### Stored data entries
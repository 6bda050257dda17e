//! Shared helpers for gateway integration tests.

#![allow(dead_code)]

use futures::channel::mpsc;
use futures::stream::BoxStream;
use futures::{Sink, SinkExt, StreamExt};
use std::pin::Pin;
use std::sync::Arc;
use std::time::Duration;
use tempfile::TempDir;
use tokio::task::JoinHandle;

use base_common::{Frame, StatusCode};
use base_crypto::{IdentityStore, Initiator, SecureSession, StaticIdentity};
use base_gateway::{
    open_engine, Application, BackendApplication, ConfirmationPolicy, ConnectionEngine,
    ConnectionError, EchoBackend, FrameSink, FrameStream, GatewaySettings, PairingGate,
    TransportError,
};

const RECV_TIMEOUT: Duration = Duration::from_secs(5);

pub type ClientSink = Pin<Box<dyn Sink<Vec<u8>, Error = ()> + Send>>;

/// Companion client driven by the tests.
pub struct TestClient {
    tx: ClientSink,
    rx: BoxStream<'static, Vec<u8>>,
}

impl TestClient {
    pub fn new(tx: ClientSink, rx: BoxStream<'static, Vec<u8>>) -> Self {
        Self { tx, rx }
    }

    /// Returns `false` if the gateway side is gone.
    pub async fn send_raw(&mut self, bytes: Vec<u8>) -> bool {
        self.tx.send(bytes).await.is_ok()
    }

    pub async fn send(&mut self, frame: Frame) -> bool {
        self.send_raw(frame.encode()).await
    }

    /// Next frame from the gateway, `None` once the transport is closed.
    pub async fn recv(&mut self) -> Option<Frame> {
        let bytes = tokio::time::timeout(RECV_TIMEOUT, self.rx.next())
            .await
            .expect("timed out waiting for the gateway")?;
        Some(Frame::decode(&bytes).expect("gateway sent an undecodable frame"))
    }

    /// Wait until the gateway closes the transport, skipping pending frames.
    pub async fn closed(&mut self) {
        while self.recv().await.is_some() {}
    }

    /// Run the full handshake, returning the client session and the status the
    /// gateway reported.
    pub async fn handshake(&mut self, identity: &StaticIdentity) -> (SecureSession, StatusCode) {
        assert!(self.send(Frame::HandshakeRequest).await);
        assert_eq!(self.recv().await, Some(Frame::Status(StatusCode::Success)));

        let mut initiator = Initiator::new(identity).unwrap();
        let msg1 = initiator.write_message_1().unwrap();
        assert!(self.send(Frame::HandshakeMessage(msg1)).await);

        let Some(Frame::HandshakeMessage(msg2)) = self.recv().await else {
            panic!("expected handshake message 2");
        };
        initiator.read_message_2(&msg2).unwrap();
        let (msg3, outcome) = initiator.write_message_3(&[]).unwrap();
        assert!(self.send(Frame::HandshakeMessage(msg3)).await);

        let Some(Frame::Status(status)) = self.recv().await else {
            panic!("expected pairing status");
        };
        (SecureSession::established(outcome, false), status)
    }

    pub async fn verify(&mut self) -> StatusCode {
        assert!(self.send(Frame::VerifyPairing).await);
        match self.recv().await {
            Some(Frame::Status(status)) => status,
            other => panic!("expected status, got {:?}", other),
        }
    }

    pub async fn send_data(&mut self, session: &mut SecureSession, plaintext: &[u8]) -> bool {
        let ciphertext = session.encrypt(plaintext).unwrap();
        self.send(Frame::Data(ciphertext)).await
    }

    pub async fn recv_data(&mut self, session: &mut SecureSession) -> Vec<u8> {
        match self.recv().await {
            Some(Frame::Data(ciphertext)) => session.decrypt(&ciphertext).unwrap(),
            other => panic!("expected data, got {:?}", other),
        }
    }

    pub async fn request(&mut self, session: &mut SecureSession, plaintext: &[u8]) -> Vec<u8> {
        assert!(self.send_data(session, plaintext).await);
        self.recv_data(session).await
    }
}

/// In-memory transport: the client end and the gateway's sink and stream.
pub fn duplex() -> (TestClient, impl FrameSink, impl FrameStream) {
    let (client_tx, gateway_rx) = mpsc::unbounded::<Vec<u8>>();
    let (gateway_tx, client_rx) = mpsc::unbounded::<Vec<u8>>();

    let client = TestClient::new(Box::pin(client_tx.sink_map_err(|_| ())), client_rx.boxed());
    let sink = gateway_tx.sink_map_err(|_| TransportError::Closed);
    let stream = gateway_rx.map(Ok::<_, TransportError>);

    (client, sink, stream)
}

/// Gateway over a temporary data directory with the echo backend.
pub struct Harness {
    pub engine: Arc<ConnectionEngine>,
    pub backend: Arc<EchoBackend>,
    pub store: Arc<IdentityStore>,
    pub dir: TempDir,
}

impl Harness {
    pub async fn new() -> Self {
        Self::with_settings(GatewaySettings {
            confirmation_delay: Duration::ZERO,
            ..GatewaySettings::default()
        })
        .await
    }

    pub async fn with_settings(settings: GatewaySettings) -> Self {
        let dir = tempfile::tempdir().unwrap();
        let backend = Arc::new(EchoBackend::new());
        let application = Arc::new(BackendApplication::new(backend.clone()));

        let engine = open_engine(dir.path(), settings, application).await.unwrap();
        let store = engine.gate().store().clone();

        Self {
            engine,
            backend,
            store,
            dir,
        }
    }

    /// Gateway with a custom confirmation policy and application.
    pub async fn with_parts(
        policy: Arc<dyn ConfirmationPolicy>,
        application: Arc<dyn Application>,
    ) -> Self {
        let dir = tempfile::tempdir().unwrap();
        let store = Arc::new(IdentityStore::new(dir.path()));
        let identity = store.load_or_create_identity().await.unwrap();
        let engine = Arc::new(ConnectionEngine::new(
            Arc::new(identity),
            PairingGate::new(store.clone(), policy),
            application,
            GatewaySettings::default(),
        ));

        Self {
            engine,
            backend: Arc::new(EchoBackend::new()),
            store,
            dir,
        }
    }

    /// Open an in-memory connection served by the engine.
    pub fn connect(&self) -> (TestClient, JoinHandle<Result<(), ConnectionError>>) {
        let (client, sink, stream) = duplex();
        let engine = self.engine.clone();
        let handle = tokio::spawn(async move { engine.run(sink, stream).await });
        (client, handle)
    }

    /// Connect with a key that is already trusted.
    pub async fn connect_paired(
        &self,
        identity: &StaticIdentity,
    ) -> (TestClient, SecureSession, JoinHandle<Result<(), ConnectionError>>) {
        self.store
            .add_trusted_peer(&base_crypto::PeerKey::from_bytes(*identity.public_key()))
            .await
            .unwrap();
        let (mut client, handle) = self.connect();
        let (session, status) = client.handshake(identity).await;
        assert_eq!(status, StatusCode::Success);
        (client, session, handle)
    }
}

### About this exercise
Among the lines above, find those containing the word "unbounded" and copy each.

### Your response
    let (client_tx, gateway_rx) = mpsc::unbounded::<Vec<u8>>();
    let (gateway_tx, client_rx) = mpsc::unbounded::<Vec<u8>>();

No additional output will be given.